Conductive polymer composites (CPCs) are manufactured by compounding conductive particles with a polymer matrix. There are many applications where they are used, including light-weight applications requiring both electrical and heat conductivity. Carbon nanotubes (CNTs) have been accepted as common materials to accomplish this goal. As part of this research, a material extrusion additive manufacturing (AM) process was utilized to create nanocomposites by a 3D-printing technique. Multi-wall carbon nanotubes (MWCNTs) were mixed in 1, 3 and 6 wt fractions with acrylonitrile butadiene styrene (ABS) and extruded in filament form. Three-dimensionally printed specimens were used to evaluate electrical, electromagnetic interference shielding effectiveness (EMI SE) and tensile properties. The electrical conductivity of the material was 26 times greater than that of ABS. In the X-band of electromagnetic waves, EMI SE's reflected and absorbed portions increased respectively 4 and 16 times.
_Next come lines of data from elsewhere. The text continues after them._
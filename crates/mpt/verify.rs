//! Off-line structural and cryptographic audit of a state directory.
//!
//! Verification never opens the live writer: it checks the stock file
//! layouts, the validity of every inter-node reference, recomputes all
//! hashes against the stored ones and the recorded roots, and cross-checks
//! the code log against the account code hashes.

use std::fs;
use std::path::Path as FsPath;

use ethereum_types::H256;
use rustc_hash::FxHashSet;
use serde::Deserialize;
use tracing::debug;

use crate::code_store::CodeStore;
use crate::config::{MptConfig, NodeCacheConfig};
use crate::dirlock::{self, DirectoryLock};
use crate::error::MptError;
use crate::forest::Forest;
use crate::hasher;
use crate::node::encoding::{AccountCodec, BranchCodec, ExtensionCodec, ValueCodec};
use crate::node::{NodeId, NodeKind, NodeReference};
use crate::stock::{StockCodec, verify_stock_layout};
use crate::types::EMPTY_CODE_HASH;

/// Receiver for verification progress and non-fatal findings.
pub trait VerificationObserver {
    fn progress(&mut self, _message: &str) {}
    fn issue(&mut self, _message: &str) {}
}

impl VerificationObserver for () {}

const ROOTS_FILE: &str = "roots.dat";
const LIVE_META_FILE: &str = "live.json";
const ROOT_RECORD_SIZE: usize = 8 + 32;

/// Batch granularity for hash recomputation and reference scans.
const VERIFY_BATCH: usize = 1 << 20;

#[derive(Debug, Deserialize)]
struct LiveMeta {
    #[serde(rename = "Root")]
    root: u64,
    #[serde(rename = "Hash")]
    hash: String,
}

/// Audits the directory and returns the first fatal inconsistency found.
pub fn verify_directory(
    dir: &FsPath,
    config: &MptConfig,
    observer: &mut dyn VerificationObserver,
) -> Result<(), MptError> {
    let _guard = DirectoryLock::acquire(dir)?;
    if dirlock::is_dirty(dir) {
        return Err(MptError::DirtyDirectory(dir.to_path_buf()));
    }

    observer.progress("checking stock layouts");
    verify_stock_layout(
        &dir.join("branches"),
        BranchCodec::new(config).encoded_size(),
    )?;
    verify_stock_layout(
        &dir.join("extensions"),
        ExtensionCodec::new(config).encoded_size(),
    )?;
    verify_stock_layout(
        &dir.join("accounts"),
        AccountCodec::new(config).encoded_size(),
    )?;
    verify_stock_layout(&dir.join("values"), ValueCodec::new(config).encoded_size())?;

    let cache_config = NodeCacheConfig {
        background_flush_period: None,
        ..Default::default()
    };
    let forest = Forest::open(dir, config.clone(), &cache_config)?;
    let stocks = &forest.inner.stocks;

    observer.progress("checking node references");
    let branch_ids = stocks.branches.get_ids();
    let extension_ids = stocks.extensions.get_ids();
    let account_ids = stocks.accounts.get_ids();
    let value_ids = stocks.values.get_ids();
    let contains = |id: NodeId| -> bool {
        match id.kind() {
            None => true,
            Some(NodeKind::Branch) => branch_ids.contains(id.index()),
            Some(NodeKind::Extension) => extension_ids.contains(id.index()),
            Some(NodeKind::Account) => account_ids.contains(id.index()),
            Some(NodeKind::Value) => value_ids.contains(id.index()),
        }
    };

    let mut scanned = 0usize;
    for index in branch_ids.iter() {
        let branch = stocks.branches.get(index)?;
        for child in &branch.children {
            if !contains(child.id()) {
                return Err(MptError::corrupt(format!(
                    "branch {index} references missing node {:?}",
                    child.id()
                )));
            }
        }
        scanned += 1;
        if scanned % VERIFY_BATCH == 0 {
            observer.progress(&format!("scanned {scanned} nodes"));
        }
    }
    for index in extension_ids.iter() {
        let extension = stocks.extensions.get(index)?;
        let next = extension.next.id();
        if !contains(next) {
            return Err(MptError::corrupt(format!(
                "extension {index} references missing node {next:?}"
            )));
        }
        if next.kind() != Some(NodeKind::Branch) {
            return Err(MptError::corrupt(format!(
                "extension {index} is not followed by a branch"
            )));
        }
    }
    let mut referenced_codes = FxHashSet::default();
    for index in account_ids.iter() {
        let account = stocks.accounts.get(index)?;
        if !contains(account.storage.id()) {
            return Err(MptError::corrupt(format!(
                "account {index} references missing storage node {:?}",
                account.storage.id()
            )));
        }
        if !account.info.code_hash.is_zero() && account.info.code_hash != *EMPTY_CODE_HASH {
            referenced_codes.insert(account.info.code_hash);
        }
    }

    observer.progress("recomputing hashes");
    let roots = load_roots(dir)?;
    for batch in roots.chunks(VERIFY_BATCH) {
        hasher::verify_hashes(&forest.inner, batch)?;
        observer.progress(&format!("verified {} roots", batch.len()));
    }

    observer.progress("checking the code log");
    let codes = CodeStore::open(dir)?;
    for hash in &referenced_codes {
        match codes.get(hash) {
            None => return Err(MptError::MissingCode(*hash)),
            Some(bytes) => {
                if crate::types::keccak256(&bytes) != *hash {
                    return Err(MptError::BadCodeHash(*hash));
                }
            }
        }
    }
    for (hash, _) in codes.codes() {
        if !referenced_codes.contains(&hash) {
            observer.issue(&format!("unreferenced code {hash:#x} in the code log"));
        }
    }

    debug!(dir = %dir.display(), roots = roots.len(), "verification passed");
    Ok(())
}

/// Roots to verify: every journaled block root of an archive, or the single
/// live root of a plain state directory.
fn load_roots(dir: &FsPath) -> Result<Vec<(NodeReference, H256)>, MptError> {
    let roots_path = dir.join(ROOTS_FILE);
    if roots_path.exists() {
        let data = fs::read(&roots_path)?;
        if data.len() % ROOT_RECORD_SIZE != 0 {
            return Err(MptError::corrupt(format!(
                "{} holds a partial root record",
                roots_path.display()
            )));
        }
        return Ok(data
            .chunks_exact(ROOT_RECORD_SIZE)
            .map(|record| {
                let id = NodeId::from_bytes(record[..8].try_into().unwrap());
                (NodeReference::new(id), H256::from_slice(&record[8..]))
            })
            .collect());
    }

    let live_path = dir.join(LIVE_META_FILE);
    if live_path.exists() {
        let meta: LiveMeta = serde_json::from_slice(&fs::read(&live_path)?)?;
        let root = NodeReference::new(NodeId::from_bytes(meta.root.to_be_bytes()));
        let hash = decode_hash(&meta.hash)?;
        return Ok(vec![(root, hash)]);
    }

    Ok(Vec::new())
}

fn decode_hash(hex: &str) -> Result<H256, MptError> {
    let hex = hex.strip_prefix("0x").unwrap_or(hex);
    if hex.len() != 64 {
        return Err(MptError::corrupt("recorded root hash has the wrong length"));
    }
    let mut out = [0u8; 32];
    for (i, chunk) in hex.as_bytes().chunks_exact(2).enumerate() {
        let high = hex_nibble(chunk[0])?;
        let low = hex_nibble(chunk[1])?;
        out[i] = (high << 4) | low;
    }
    Ok(H256(out))
}

fn hex_nibble(c: u8) -> Result<u8, MptError> {
    match c {
        b'0'..=b'9' => Ok(c - b'0'),
        b'a'..=b'f' => Ok(c - b'a' + 10),
        b'A'..=b'F' => Ok(c - b'A' + 10),
        _ => Err(MptError::corrupt("recorded root hash is not hex")),
    }
}

#[cfg(test)]
mod test {
    use super::*;
    use crate::config::MptConfig;
    use crate::state::MptState;
    use crate::types::{Address, Key, U256, Value};
    use std::fs;
    use tempfile::TempDir;

    fn cache_config() -> NodeCacheConfig {
        NodeCacheConfig {
            background_flush_period: None,
            ..Default::default()
        }
    }

    fn addr(byte: u8) -> Address {
        let mut address = Address::zero();
        address.0[0] = byte;
        address
    }

    fn build_state(dir: &TempDir) {
        let state = MptState::open(dir.path(), MptConfig::S5_LIVE, &cache_config()).unwrap();
        for i in 1..6u8 {
            state.set_balance(&addr(i), U256::from(i as u64 * 100)).unwrap();
            state.set_nonce(&addr(i), i as u64).unwrap();
            state
                .set_storage(&addr(i), &Key::repeat_byte(i), Value::repeat_byte(0x40 + i))
                .unwrap();
        }
        state.set_code(&addr(1), b"some contract").unwrap();
        state.close().unwrap();
    }

    #[test]
    fn clean_directory_passes() {
        let dir = TempDir::new().unwrap();
        build_state(&dir);
        verify_directory(dir.path(), &MptConfig::S5_LIVE, &mut ()).unwrap();
    }

    #[test]
    fn verification_is_repeatable() {
        let dir = TempDir::new().unwrap();
        build_state(&dir);
        verify_directory(dir.path(), &MptConfig::S5_LIVE, &mut ()).unwrap();
        verify_directory(dir.path(), &MptConfig::S5_LIVE, &mut ()).unwrap();
    }

    #[test]
    fn wrong_configuration_is_rejected() {
        let dir = TempDir::new().unwrap();
        build_state(&dir);
        assert!(verify_directory(dir.path(), &MptConfig::S4_LIVE, &mut ()).is_err());
    }

    fn flip_byte(path: &std::path::Path, offset_from_start: u64) {
        let mut data = fs::read(path).unwrap();
        let at = offset_from_start as usize % data.len();
        data[at] ^= 0x01;
        fs::write(path, data).unwrap();
    }

    #[test]
    fn mutated_account_record_is_detected() {
        let dir = TempDir::new().unwrap();
        build_state(&dir);
        flip_byte(&dir.path().join("accounts").join("values.dat"), 25);
        assert!(verify_directory(dir.path(), &MptConfig::S5_LIVE, &mut ()).is_err());
    }

    #[test]
    fn mutated_value_record_is_detected() {
        let dir = TempDir::new().unwrap();
        build_state(&dir);
        flip_byte(&dir.path().join("values").join("values.dat"), 40);
        assert!(verify_directory(dir.path(), &MptConfig::S5_LIVE, &mut ()).is_err());
    }

    #[test]
    fn mutated_code_log_is_detected() {
        let dir = TempDir::new().unwrap();
        build_state(&dir);
        // flip inside the code body, past the 36-byte record header
        flip_byte(&dir.path().join("codes.dat"), 40);
        assert!(verify_directory(dir.path(), &MptConfig::S5_LIVE, &mut ()).is_err());
    }

    #[test]
    fn mutated_freelist_is_detected() {
        let dir = TempDir::new().unwrap();
        build_state(&dir);
        let freelist = dir.path().join("values").join("freelist.dat");
        let mut data = fs::read(&freelist).unwrap();
        data.extend_from_slice(&999u64.to_be_bytes());
        fs::write(&freelist, data).unwrap();
        assert!(verify_directory(dir.path(), &MptConfig::S5_LIVE, &mut ()).is_err());
    }

    #[test]
    fn dirty_directory_is_rejected() {
        let dir = TempDir::new().unwrap();
        build_state(&dir);
        fs::write(dir.path().join("~dirty"), []).unwrap();
        assert!(matches!(
            verify_directory(dir.path(), &MptConfig::S5_LIVE, &mut ()),
            Err(MptError::DirtyDirectory(_))
        ));
    }

    #[test]
    fn archive_directory_verifies_every_root() {
        use crate::archive::ArchiveTrie;
        use crate::config::ArchiveConfig;
        use crate::update::Update;

        let dir = TempDir::new().unwrap();
        {
            let archive = ArchiveTrie::open(
                dir.path(),
                MptConfig::S5_ARCHIVE,
                &cache_config(),
                ArchiveConfig::default(),
            )
            .unwrap();
            for block in 0..3u64 {
                let mut update = Update::default();
                update.set_balance(addr(1), U256::from(block + 1));
                archive.add(block, &update, None).unwrap();
            }
            archive.close().unwrap();
        }
        verify_directory(dir.path(), &MptConfig::S5_ARCHIVE, &mut ()).unwrap();

        // a flipped bit in a journaled root hash must be caught
        flip_byte(&dir.path().join("roots.dat"), 20);
        assert!(verify_directory(dir.path(), &MptConfig::S5_ARCHIVE, &mut ()).is_err());
    }

    #[test]
    fn unreferenced_code_is_reported_not_fatal() {
        struct Collecting {
            issues: Vec<String>,
        }
        impl VerificationObserver for Collecting {
            fn issue(&mut self, message: &str) {
                self.issues.push(message.to_string());
            }
        }

        let dir = TempDir::new().unwrap();
        {
            let state = MptState::open(dir.path(), MptConfig::S5_LIVE, &cache_config()).unwrap();
            state.set_code(&addr(1), b"kept code").unwrap();
            state.set_code(&addr(1), b"replacement code").unwrap();
            state.close().unwrap();
        }
        let mut observer = Collecting { issues: Vec::new() };
        verify_directory(dir.path(), &MptConfig::S5_LIVE, &mut observer).unwrap();
        assert_eq!(observer.issues.len(), 1, "the orphaned code must be reported");
    }
}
The tensile strength and modulus were enhanced by 15% and 9%, respectively. On composite specimens, microwave heat treatment was applied. There is less void space between the rasters and layers, which helps improve tensile properties. Additionally, 3D-printed specimens were tested for melt flow rate (MFR) and dynamic mechanical behaviour. The nozzle has experienced some wear due to the intrinsic abrasive nature of CNTs.